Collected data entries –

=======

//! Running code while a thread's locals are being destroyed.
//!
//! Thread-local destructors run in reverse order of first use, so a slot
//! touched before the hook is registered is still alive when the hook runs,
//! and a slot touched after it is already gone. This makes the ambient
//! store's "slot unavailable" paths reachable from a test.

use std::cell::RefCell;
use std::sync::Arc;
use std::thread;

use parking_lot::Mutex;

struct AtThreadExit(Option<Box<dyn FnOnce()>>);

impl Drop for AtThreadExit {
    fn drop(&mut self) {
        if let Some(hook) = self.0.take() {
            hook();
        }
    }
}

thread_local! {
    static AT_EXIT: RefCell<Option<AtThreadExit>> = const { RefCell::new(None) };
}

/// Runs `at_exit` on a fresh thread while its locals are destroyed.
///
/// Thread-local slots touched by `outlive` are still usable inside `at_exit`;
/// slots touched by `destroyed` have already been torn down.
///
/// # Panics
///
/// Panics if the thread panics or the hook never runs.
pub fn run_during_thread_teardown<T, O, D, F>(outlive: O, destroyed: D, at_exit: F) -> T
where
    T: Send + 'static,
    O: FnOnce() + Send + 'static,
    D: FnOnce() + Send + 'static,
    F: FnOnce() -> T + Send + 'static,
{
    let outcome = Arc::new(Mutex::new(None));
    let sink = Arc::clone(&outcome);

    thread::spawn(move || {
        outlive();
        AT_EXIT.with(|slot| {
            *slot.borrow_mut() = Some(AtThreadExit(Some(Box::new(move || {
                *sink.lock() = Some(at_exit());
            }))));
        });
        destroyed();
    })
    .join()
    .expect("teardown thread panicked");

    let value = outcome.lock().take();
    value.expect("thread-exit hook did not run")
}
//! The link that gives every command a unit-of-work context.
//!
//! On entry the interceptor either reuses the active context or asks the
//! factory for a new one. A context is reused only when all of these hold:
//!
//! - the call's [`CommandConfig`] allows reuse,
//! - a context is active on this thread,
//! - that context has no recorded exception.
//!
//! The last condition matters during compensation: after a failure, commands
//! such as "decrement job retries" must not run inside the failing context.
//!
//! The chosen context, the engine configuration and the engine's
//! compatibility handler are then published to [`crate::ambient`]. A failure
//! from the next link is recorded on the context and the call returns an
//! empty result. Teardown runs on every exit path, unwinding panics included:
//! the creating frame closes its context first, then the ambient slots are
//! unwound. The fallback compatibility handler stays installed.
//!
//! A panic from the next link counts as a failure: it is recorded on the
//! context before teardown, so close listeners take their `close_failure`
//! path. Close listeners must not panic themselves, since a second panic
//! during that unwind aborts the process.

use std::sync::Arc;

use tracing::{debug, error};

use super::{CommandInterceptor, InterceptorRef};
use crate::ambient::{self, AmbientScope};
use crate::command::{CommandOutput, DynCommand};
use crate::config::{CommandConfig, EngineConfiguration};
use crate::context::{CommandContext, CommandContextFactory, CommandContextRef};
use crate::errors::{CommandError, CommandResult};
use crate::types::CommandName;

/// Creates or reuses the unit-of-work context around the rest of the chain.
pub struct CommandContextInterceptor {
    factory: Arc<dyn CommandContextFactory>,
    engine: Arc<EngineConfiguration>,
    next: InterceptorRef,
}

impl CommandContextInterceptor {
    /// Creates the interceptor in front of `next`.
    pub fn new(
        factory: Arc<dyn CommandContextFactory>,
        engine: Arc<EngineConfiguration>,
        next: InterceptorRef,
    ) -> Self {
        Self {
            factory,
            engine,
            next,
        }
    }

    /// The factory used when no context can be reused.
    pub fn factory(&self) -> &Arc<dyn CommandContextFactory> {
        &self.factory
    }

    /// The engine configuration published for every call.
    pub const fn engine_configuration(&self) -> &Arc<EngineConfiguration> {
        &self.engine
    }

    fn resolve_context(
        &self,
        config: &CommandConfig,
        command: &dyn DynCommand,
    ) -> CommandResult<(CommandContextRef, bool)> {
        match ambient::command_context()? {
            Some(context) if config.is_context_reuse_possible() && !context.has_exception() => {
                debug!(
                    command = %command.command_name(),
                    context = %context.id(),
                    "Valid context found. Reusing it for the current command"
                );
                Ok((context, false))
            }
            _ => Ok((self.factory.create(command), true)),
        }
    }
}

impl CommandInterceptor for CommandContextInterceptor {
    fn execute(
        &self,
        config: &CommandConfig,
        command: &dyn DynCommand,
    ) -> CommandResult<CommandOutput> {
        let (context, owned) = self.resolve_context(config, command)?;

        let scope = match AmbientScope::publish(Arc::clone(&context), Arc::clone(&self.engine)) {
            Ok(scope) => scope,
            Err(publish_error) => {
                if owned {
                    close_owned(&context);
                }
                return Err(publish_error.into());
            }
        };
        let guard = ContextGuard {
            context: Arc::clone(&context),
            command: command.command_name(),
            owned,
            unwinding_at_entry: std::thread::panicking(),
            _scope: scope,
        };

        let output = match self.next.execute(config, command) {
            Ok(output) => output,
            Err(failure) => {
                debug!(
                    command = %command.command_name(),
                    context = %context.id(),
                    error = %failure,
                    "command failed; recording exception on its context"
                );
                context.record_exception(failure);
                None
            }
        };

        drop(guard);

        if owned && config.surface_failures {
            if let Some(recorded) = context.exception() {
                return Err(recorded);
            }
        }
        Ok(output)
    }
}

/// Teardown for one call.
///
/// `Drop` records a panic raised since the guard was built, then closes an
/// owned context; the `_scope` field is dropped afterwards, so nested
/// commands run by the close still see the context, and the ambient slots
/// are unwound even when the close panics.
struct ContextGuard {
    context: CommandContextRef,
    command: CommandName,
    owned: bool,
    unwinding_at_entry: bool,
    _scope: AmbientScope,
}

impl Drop for ContextGuard {
    fn drop(&mut self) {
        if std::thread::panicking() && !self.unwinding_at_entry {
            error!(
                command = %self.command,
                context = %self.context.id(),
                "command panicked; recording failure on its context"
            );
            self.context.record_exception(CommandError::Internal(format!(
                "command '{}' panicked",
                self.command
            )));
        }
        if self.owned {
            close_owned(&self.context);
        }
    }
}

fn close_owned(context: &CommandContextRef) {
    if let Err(close_error) = context.close() {
        error!(
            context = %context.id(),
            command = %context.command_name(),
            error = %close_error,
            "closing command context failed"
        );
    }
}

=======

Work item –
The expected output is an exact copy of all the records above.

Worked solution –
//! Running code while a thread's locals are being destroyed.
//!
//! Thread-local destructors run in reverse order of first use, so a slot
//! touched before the hook is registered is still alive when the hook runs,
//! and a slot touched after it is already gone. This makes the ambient
//! store's "slot unavailable" paths reachable from a test.

use std::cell::RefCell;
use std::sync::Arc;
use std::thread;

use parking_lot::Mutex;

struct AtThreadExit(Option<Box<dyn FnOnce()>>);

impl Drop for AtThreadExit {
    fn drop(&mut self) {
        if let Some(hook) = self.0.take() {
            hook();
        }
    }
}

thread_local! {
    static AT_EXIT: RefCell<Option<AtThreadExit>> = const { RefCell::new(None) };
}

/// Runs `at_exit` on a fresh thread while its locals are destroyed.
///
/// Thread-local slots touched by `outlive` are still usable inside `at_exit`;
/// slots touched by `destroyed` have already been torn down.
///
/// # Panics
///
/// Panics if the thread panics or the hook never runs.
pub fn run_during_thread_teardown<T, O, D, F>(outlive: O, destroyed: D, at_exit: F) -> T
where
    T: Send + 'static,
    O: FnOnce() + Send + 'static,
    D: FnOnce() + Send + 'static,
    F: FnOnce() -> T + Send + 'static,
{
    let outcome = Arc::new(Mutex::new(None));
    let sink = Arc::clone(&outcome);

    thread::spawn(move || {
        outlive();
        AT_EXIT.with(|slot| {
            *slot.borrow_mut() = Some(AtThreadExit(Some(Box::new(move || {
                *sink.lock() = Some(at_exit());
            }))));
        });
        destroyed();
    })
    .join()
    .expect("teardown thread panicked");

    let value = outcome.lock().take();
    value.expect("thread-exit hook did not run")
}
//! The link that gives every command a unit-of-work context.
//!
//! On entry the interceptor either reuses the active context or asks the
//! factory for a new one. A context is reused only when all of these hold:
//!
//! - the call's [`CommandConfig`] allows reuse,
//! - a context is active on this thread,
//! - that context has no recorded exception.
//!
//! The last condition matters during compensation: after a failure, commands
//! such as "decrement job retries" must not run inside the failing context.
//!
//! The chosen context, the engine configuration and the engine's
//! compatibility handler are then published to [`crate::ambient`]. A failure
//! from the next link is recorded on the context and the call returns an
//! empty result. Teardown runs on every exit path, unwinding panics included:
//! the creating frame closes its context first, then the ambient slots are
//! unwound. The fallback compatibility handler stays installed.
//!
//! A panic from the next link counts as a failure: it is recorded on the
//! context before teardown, so close listeners take their `close_failure`
//! path. Close listeners must not panic themselves, since a second panic
//! during that unwind aborts the process.

use std::sync::Arc;

use tracing::{debug, error};

use super::{CommandInterceptor, InterceptorRef};
use crate::ambient::{self, AmbientScope};
use crate::command::{CommandOutput, DynCommand};
use crate::config::{CommandConfig, EngineConfiguration};
use crate::context::{CommandContext, CommandContextFactory, CommandContextRef};
use crate::errors::{CommandError, CommandResult};
use crate::types::CommandName;

/// Creates or reuses the unit-of-work context around the rest of the chain.
pub struct CommandContextInterceptor {
    factory: Arc<dyn CommandContextFactory>,
    engine: Arc<EngineConfiguration>,
    next: InterceptorRef,
}

impl CommandContextInterceptor {
    /// Creates the interceptor in front of `next`.
    pub fn new(
        factory: Arc<dyn CommandContextFactory>,
        engine: Arc<EngineConfiguration>,
        next: InterceptorRef,
    ) -> Self {
        Self {
            factory,
            engine,
            next,
        }
    }

    /// The factory used when no context can be reused.
    pub fn factory(&self) -> &Arc<dyn CommandContextFactory> {
        &self.factory
    }

    /// The engine configuration published for every call.
    pub const fn engine_configuration(&self) -> &Arc<EngineConfiguration> {
        &self.engine
    }

    fn resolve_context(
        &self,
        config: &CommandConfig,
        command: &dyn DynCommand,
    ) -> CommandResult<(CommandContextRef, bool)> {
        match ambient::command_context()? {
            Some(context) if config.is_context_reuse_possible() && !context.has_exception() => {
                debug!(
                    command = %command.command_name(),
                    context = %context.id(),
                    "Valid context found. Reusing it for the current command"
                );
                Ok((context, false))
            }
            _ => Ok((self.factory.create(command), true)),
        }
    }
}

impl CommandInterceptor for CommandContextInterceptor {
    fn execute(
        &self,
        config: &CommandConfig,
        command: &dyn DynCommand,
    ) -> CommandResult<CommandOutput> {
        let (context, owned) = self.resolve_context(config, command)?;

        let scope = match AmbientScope::publish(Arc::clone(&context), Arc::clone(&self.engine)) {
            Ok(scope) => scope,
            Err(publish_error) => {
                if owned {
                    close_owned(&context);
                }
                return Err(publish_error.into());
            }
        };
        let guard = ContextGuard {
            context: Arc::clone(&context),
            command: command.command_name(),
            owned,
            unwinding_at_entry: std::thread::panicking(),
            _scope: scope,
        };

        let output = match self.next.execute(config, command) {
            Ok(output) => output,
            Err(failure) => {
                debug!(
                    command = %command.command_name(),
                    context = %context.id(),
                    error = %failure,
                    "command failed; recording exception on its context"
                );
                context.record_exception(failure);
                None
            }
        };

        drop(guard);

        if owned && config.surface_failures {
            if let Some(recorded) = context.exception() {
                return Err(recorded);
            }
        }
        Ok(output)
    }
}

/// Teardown for one call.
///
/// `Drop` records a panic raised since the guard was built, then closes an
/// owned context; the `_scope` field is dropped afterwards, so nested
/// commands run by the close still see the context, and the ambient slots
/// are unwound even when the close panics.
struct ContextGuard {
    context: CommandContextRef,
    command: CommandName,
    owned: bool,
    unwinding_at_entry: bool,
    _scope: AmbientScope,
}

impl Drop for ContextGuard {
    fn drop(&mut self) {
        if std::thread::panicking() && !self.unwinding_at_entry {
            error!(
                command = %self.command,
                context = %self.context.id(),
                "command panicked; recording failure on its context"
            );
            self.context.record_exception(CommandError::Internal(format!(
                "command '{}' panicked",
                self.command
            )));
        }
        if self.owned {
            close_owned(&self.context);
        }
    }
}

fn close_owned(context: &CommandContextRef) {
    if let Err(close_error) = context.close() {
        error!(
            context = %context.id(),
            command = %context.command_name(),
            error = %close_error,
            "closing command context failed"
        );
    }
}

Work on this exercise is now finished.